Bangladeshi politician

Syed Mahibul Hasan was a Bangladeshi politician. He served as a Jatiya Sangsad member representing the Sylhet-16 (now defunct) constituency and later joined the Bangladesh Nationalist Party, serving as a minister under President Ziaur Rahman.

==Early life and education==
Hasan was born in 1924 at Narapati village in what was then Sylhet district of British India (now under Chunarughat Union of Habiganj District, Bangladesh). He earned a B. A. from Calcutta University and became a lawyer.

==Career==
Hasan stood as a Muslim League candidate in the 1962 Pakistani provincial election, winning a seat in the East Pakistan Provincial Assembly. In the 1965 Pakistani provincial election he contested the PE-117 Sylhet-VII seat. It was won by Syed Sayeed-ud-Din Ahmad.

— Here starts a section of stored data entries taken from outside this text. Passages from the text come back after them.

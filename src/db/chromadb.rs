//! ChromaDB vector database integration.
//!
//! Talks to a ChromaDB server (1.x) over its v2 REST API. Collections live
//! under a tenant and a database, `default_tenant`/`default_database` unless
//! configured otherwise. Embeddings are computed on our side and sent with
//! every upsert and query, so the server-side embedding function is never
//! used.
//!
//! # Example
//!
//! ```rust,ignore
//! use course_rag::db::chromadb::{ChromaDBStore, DEFAULT_DATABASE, DEFAULT_TENANT};
//!
//! let store = ChromaDBStore::new("http://localhost:8001", DEFAULT_TENANT, DEFAULT_DATABASE).await?;
//! store.ensure_collection("course_content").await?;
//! let matches = store.query("course_content", &embedding, 5, None).await?;
//! ```

use super::vectorstore::{Metadata, MetadataFilter, QueryMatch, VectorRecord, VectorStore};
use crate::types::{AppError, Result};
use async_trait::async_trait;
use parking_lot::RwLock;
use reqwest::{Client, StatusCode};
use serde::Deserialize;
use serde_json::{json, Value};
use std::collections::HashMap;
use tracing::debug;

pub const DEFAULT_TENANT: &str = "default_tenant";
pub const DEFAULT_DATABASE: &str = "default_database";

/// ChromaDB vector store.
pub struct ChromaDBStore {
    client: Client,
    base_url: String,
    tenant: String,
    database: String,
    /// Collection name to server-assigned collection id
    collection_ids: RwLock<HashMap<String, String>>,
}

#[derive(Debug, Deserialize)]
struct CollectionResponse {
    id: String,
}

#[derive(Debug, Default, Deserialize)]
struct QueryResponse {
    #[serde(default)]
    ids: Vec<Vec<String>>,
    #[serde(default)]
    documents: Option<Vec<Vec<Option<String>>>>,
    #[serde(default)]
    metadatas: Option<Vec<Vec<Option<Metadata>>>>,
    #[serde(default)]
    distances: Option<Vec<Vec<Option<f32>>>>,
}

#[derive(Debug, Default, Deserialize)]
struct GetResponse {
    #[serde(default)]
    ids: Vec<String>,
    #[serde(default)]
    documents: Option<Vec<Option<String>>>,
    #[serde(default)]
    metadatas: Option<Vec<Option<Metadata>>>,
}

impl ChromaDBStore {
    /// Create a new ChromaDBStore and check that the server answers.
    pub async fn new(url: &str, tenant: &str, database: &str) -> Result<Self> {
        let store = Self::with_client(Client::new(), url).with_database(tenant, database);
        store.heartbeat().await?;
        Ok(store)
    }

    /// Create a store on the default tenant and database without contacting the server.
    pub fn with_client(client: Client, url: &str) -> Self {
        Self {
            client,
            base_url: url.trim_end_matches('/').to_string(),
            tenant: DEFAULT_TENANT.to_string(),
            database: DEFAULT_DATABASE.to_string(),
            collection_ids: RwLock::new(HashMap::new()),
        }
    }

    pub fn with_database(mut self, tenant: &str, database: &str) -> Self {
        self.tenant = tenant.to_string();
        self.database = database.to_string();
        self
    }

    /// `.../collections` endpoint of the configured tenant and database
    fn collections_url(&self) -> String {
        format!(
            "{}/api/v2/tenants/{}/databases/{}/collections",
            self.base_url, self.tenant, self.database
        )
    }

    async fn heartbeat(&self) -> Result<()> {
        let url = format!("{}/api/v2/heartbeat", self.base_url);
        let response = self.client.get(&url).send().await.map_err(|e| {
            AppError::Database(format!("ChromaDB unreachable at {}: {}", self.base_url, e))
        })?;
        Self::check_status(response).await?;
        Ok(())
    }

    async fn check_status(response: reqwest::Response) -> Result<reqwest::Response> {
        let status = response.status();
        if status.is_success() {
            return Ok(response);
        }
        let body = response.text().await.unwrap_or_default();
        Err(AppError::Database(format!(
            "ChromaDB request failed ({}): {}",
            status, body
        )))
    }

    async fn post_json(&self, url: &str, body: &Value) -> Result<reqwest::Response> {
        let response = self
            .client
            .post(url)
            .json(body)
            .send()
            .await
            .map_err(|e| AppError::Database(format!("ChromaDB request failed: {}", e)))?;
        Self::check_status(response).await
    }

    async fn decode<T: serde::de::DeserializeOwned>(response: reqwest::Response) -> Result<T> {
        response
            .json::<T>()
            .await
            .map_err(|e| AppError::Database(format!("Invalid ChromaDB response: {}", e)))
    }

    /// Resolve a collection name to its id, caching the answer.
    async fn collection_id(&self, name: &str) -> Result<String> {
        if let Some(id) = self.collection_ids.read().get(name) {
            return Ok(id.clone());
        }

        // v2 resolves either a name or an id in this position
        let url = format!("{}/{}", self.collections_url(), name);
        let response = self
            .client
            .get(&url)
            .send()
            .await
            .map_err(|e| AppError::Database(format!("ChromaDB request failed: {}", e)))?;
        let collection: CollectionResponse = Self::decode(Self::check_status(response).await?).await?;

        self.collection_ids
            .write()
            .insert(name.to_string(), collection.id.clone());
        Ok(collection.id)
    }

    /// Translate a filter into a Chroma `where` clause.
    fn where_clause(filter: &MetadataFilter) -> Value {
        match filter {
            MetadataFilter::Eq(key, value) => {
                let mut clause = serde_json::Map::new();
                clause.insert(key.clone(), json!({ "$eq": value }));
                Value::Object(clause)
            }
            MetadataFilter::And(filters) => match filters.as_slice() {
                [single] => Self::where_clause(single),
                many => json!({ "$and": many.iter().map(Self::where_clause).collect::<Vec<_>>() }),
            },
        }
    }
}

#[async_trait]
impl VectorStore for ChromaDBStore {
    fn provider_name(&self) -> &'static str {
        "chromadb"
    }

    async fn ensure_collection(&self, name: &str) -> Result<()> {
        let body = json!({
            "name": name,
            "metadata": { "hnsw:space": "cosine" },
            "get_or_create": true,
        });
        let response = self.post_json(&self.collections_url(), &body).await?;
        let collection: CollectionResponse = Self::decode(response).await?;

        debug!(collection = name, id = %collection.id, "ChromaDB collection ready");
        self.collection_ids
            .write()
            .insert(name.to_string(), collection.id);
        Ok(())
    }

    async fn delete_collection(&self, name: &str) -> Result<()> {
        self.collection_ids.write().remove(name);

        let url = format!("{}/{}", self.collections_url(), name);
        let response = self
            .client
            .delete(&url)
            .send()
            .await
            .map_err(|e| AppError::Database(format!("ChromaDB request failed: {}", e)))?;

        match response.status() {
            s if s.is_success() => Ok(()),
            StatusCode::NOT_FOUND => {
                debug!(collection = name, "Collection did not exist");
                Ok(())
            }
            _ => Self::check_status(response).await.map(|_| ()),
        }
    }

    async fn upsert(&self, collection: &str, records: &[VectorRecord]) -> Result<usize> {
        if records.is_empty() {
            return Ok(0);
        }

        let id = self.collection_id(collection).await?;
        let body = json!({
            "ids": records.iter().map(|r| r.id.as_str()).collect::<Vec<_>>(),
            "embeddings": records.iter().map(|r| &r.embedding).collect::<Vec<_>>(),
            "documents": records.iter().map(|r| r.document.as_str()).collect::<Vec<_>>(),
            "metadatas": records.iter().map(|r| &r.metadata).collect::<Vec<_>>(),
        });
        self.post_json(&format!("{}/{}/upsert", self.collections_url(), id), &body)
            .await?;

        Ok(records.len())
    }

    async fn query(
        &self,
        collection: &str,
        embedding: &[f32],
        limit: usize,
        filter: Option<&MetadataFilter>,
    ) -> Result<Vec<QueryMatch>> {
        let id = self.collection_id(collection).await?;
        let mut body = json!({
            "query_embeddings": [embedding],
            "n_results": limit,
            "include": ["documents", "metadatas", "distances"],
        });
        if let Some(filter) = filter {
            body["where"] = Self::where_clause(filter);
        }

        let response = self
            .post_json(&format!("{}/{}/query", self.collections_url(), id), &body)
            .await?;
        let result: QueryResponse = Self::decode(response).await?;

        // One query embedding was sent, so only the first row matters
        let ids = result.ids.into_iter().next().unwrap_or_default();
        let documents = result
            .documents
            .and_then(|d| d.into_iter().next())
            .unwrap_or_default();
        let metadatas = result
            .metadatas
            .and_then(|m| m.into_iter().next())
            .unwrap_or_default();
        let distances = result
            .distances
            .and_then(|d| d.into_iter().next())
            .unwrap_or_default();

        Ok(ids
            .into_iter()
            .enumerate()
            .map(|(i, id)| QueryMatch {
                id,
                document: documents.get(i).cloned().flatten().unwrap_or_default(),
                metadata: metadatas.get(i).cloned().flatten().unwrap_or_default(),
                distance: distances.get(i).copied().flatten().unwrap_or(0.0),
            })
            .collect())
    }

    async fn get(&self, collection: &str, id: &str) -> Result<Option<QueryMatch>> {
        let collection_id = self.collection_id(collection).await?;
        let body = json!({
            "ids": [id],
            "include": ["documents", "metadatas"],
        });
        let response = self
            .post_json(&format!("{}/{}/get", self.collections_url(), collection_id), &body)
            .await?;
        let result: GetResponse = Self::decode(response).await?;

        Ok(flatten_get(result).into_iter().next())
    }

    async fn get_all(&self, collection: &str) -> Result<Vec<QueryMatch>> {
        let collection_id = self.collection_id(collection).await?;
        let body = json!({ "include": ["documents", "metadatas"] });
        let response = self
            .post_json(&format!("{}/{}/get", self.collections_url(), collection_id), &body)
            .await?;
        let result: GetResponse = Self::decode(response).await?;

        Ok(flatten_get(result))
    }

    async fn count(&self, collection: &str) -> Result<usize> {
        let id = self.collection_id(collection).await?;
        let url = format!("{}/{}/count", self.collections_url(), id);
        let response = self
            .client
            .get(&url)
            .send()
            .await
            .map_err(|e| AppError::Database(format!("ChromaDB request failed: {}", e)))?;

        Self::decode(Self::check_status(response).await?).await
    }
}

fn flatten_get(result: GetResponse) -> Vec<QueryMatch> {
    let documents = result.documents.unwrap_or_default();
    let metadatas = result.metadatas.unwrap_or_default();

    result
        .ids
        .into_iter()
        .enumerate()
        .map(|(i, id)| QueryMatch {
            id,
            document: documents.get(i).cloned().flatten().unwrap_or_default(),
            metadata: metadatas.get(i).cloned().flatten().unwrap_or_default(),
            distance: 0.0,
        })
        .collect()
}

#[cfg(test)]
mod tests {
    use super::*;

    #[test]
    fn test_collections_url_is_scoped_to_database() {
        let store = ChromaDBStore::with_client(Client::new(), "http://chroma:8000/")
            .with_database("acme", "courses");
        assert_eq!(
            store.collections_url(),
            "http://chroma:8000/api/v2/tenants/acme/databases/courses/collections"
        );
    }

    #[test]
    fn test_where_clause_single() {
        let clause = ChromaDBStore::where_clause(&MetadataFilter::eq("course_title", "A"));
        assert_eq!(clause, json!({"course_title": {"$eq": "A"}}));
    }

    #[test]
    fn test_where_clause_conjunction() {
        let filter = MetadataFilter::And(vec![
            MetadataFilter::eq("course_title", "A"),
            MetadataFilter::eq("lesson_number", 3),
        ]);
        assert_eq!(
            ChromaDBStore::where_clause(&filter),
            json!({"$and": [
                {"course_title": {"$eq": "A"}},
                {"lesson_number": {"$eq": 3}}
            ]})
        );
    }

    #[test]
    fn test_where_clause_and_of_one_is_unwrapped() {
        let filter = MetadataFilter::And(vec![MetadataFilter::eq("lesson_number", 1)]);
        assert_eq!(
            ChromaDBStore::where_clause(&filter),
            json!({"lesson_number": {"$eq": 1}})
        );
    }

    #[test]
    fn test_query_response_tolerates_nulls() {
        let raw = json!({
            "ids": [["x_0", "x_1"]],
            "documents": [["first", null]],
            "metadatas": null,
            "distances": [[0.1, 0.4]]
        });
        let parsed: QueryResponse = serde_json::from_value(raw).unwrap();
        assert_eq!(parsed.ids[0].len(), 2);
        assert!(parsed.metadatas.is_none());
        assert_eq!(parsed.documents.unwrap()[0][1], None);
    }

    #[test]
    fn test_flatten_get_fills_missing_fields() {
        let result = GetResponse {
            ids: vec!["a".to_string(), "b".to_string()],
            documents: Some(vec![Some("doc a".to_string())]),
            metadatas: None,
        };
        let matches = flatten_get(result);
        assert_eq!(matches.len(), 2);
        assert_eq!(matches[0].document, "doc a");
        assert_eq!(matches[1].document, "");
        assert!(matches[1].metadata.is_empty());
    }
}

Hasan contested the Sylhet-III (Bahubal, Chunarghat, and Srimangal) constituency of the National Assembly in 1970 as an independent candidate. A. K. Latifur Rahman Chowdhury of the Awami League won the seat by a wide margin.

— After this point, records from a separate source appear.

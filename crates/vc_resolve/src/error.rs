use alloc::string::String;

use thiserror::Error;

// -----------------------------------------------------------------------------
// Error

/// The reason a path could not be resolved.
///
/// Every resolution stops at the first failure. The `Display` output is
/// stable and is the primary way errors are reported to users.
///
/// ```
/// use vc_resolve::{ResolveError, direct_resolve};
///
/// let err = direct_resolve(&vec![1, 2, 3], "list[x]").unwrap_err();
/// assert_eq!(err, ResolveError::InvalidIndex { token: "x".into() });
/// assert_eq!(err.to_string(), "could not parse index of array");
/// ```
#[derive(Debug, Error, Clone, PartialEq, Eq)]
#[non_exhaustive]
pub enum ResolveError {
    /// The path has no tokens, or its first token is empty.
    #[error("could not resolve: expression is empty")]
    EmptyExpression,

    /// The registry has no root named like the first token.
    ///
    /// `path` is the normalized path.
    #[error("could not resolve {path}: {root} was not found")]
    RootNotFound { path: String, root: String },

    /// A sequence was indexed with a token that is not an integer.
    #[error("could not parse index of array")]
    InvalidIndex { token: String },

    /// A sequence was indexed outside `0..len`.
    #[error("index is out of range")]
    IndexOutOfRange { index: i64, len: usize },

    /// The current value has no field, key or element named `field`.
    ///
    /// `type_path` names the value after indirections were unwrapped.
    /// `remaining` holds the tokens after `field`, joined by `.`.
    #[error("{type_path} does not have field {field}: {} left to resolve", left(.remaining))]
    FieldNotFound {
        type_path: &'static str,
        field: String,
        remaining: Option<String>,
    },

    /// A null indirection was reached before the path was exhausted.
    #[error(
        "could not dereference nil {type_path} to resolve field {field}: {} left to resolve",
        left(.remaining)
    )]
    NilDereference {
        type_path: &'static str,
        field: String,
        remaining: Option<String>,
    },

    /// The resolved value does not have the requested type.
    #[error("resolved value is {actual}, not {expected}")]
    TypeMismatch {
        expected: &'static str,
        actual: &'static str,
    },
}

#[inline]
fn left(remaining: &Option<String>) -> &str {
    remaining.as_deref().unwrap_or("nothing")
}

Hasan competed in the 1979 Bangladeshi general election as an independent candidate, winning a seat in the Sylhet-16 constituency. He later joined the Bangladesh Nationalist Party and served as the Minister of Labour in the cabinet of President Ziaur Rahman. During the presidency of Abdus Sattar, Hasan served as the State Minister of Industries and Commerce. In the 1986 Bangladeshi general election, he independently contested for the Habiganj-3 constituency but lost to National Awami Party politician Chowdhury Abdul Hai. Hasan later joined the Jatiya Party, but retired from politics following the 1990 Mass Uprising.

He died before May 2015, and is buried in Narapati village, Chunarughat Upazila, Habiganj District, Bangladesh.

==Personal life==
Hasan was married to Suraiya Hasan and they had a daughter, Rizwana Hasan. Rizwana is a lawyer and environmentalist.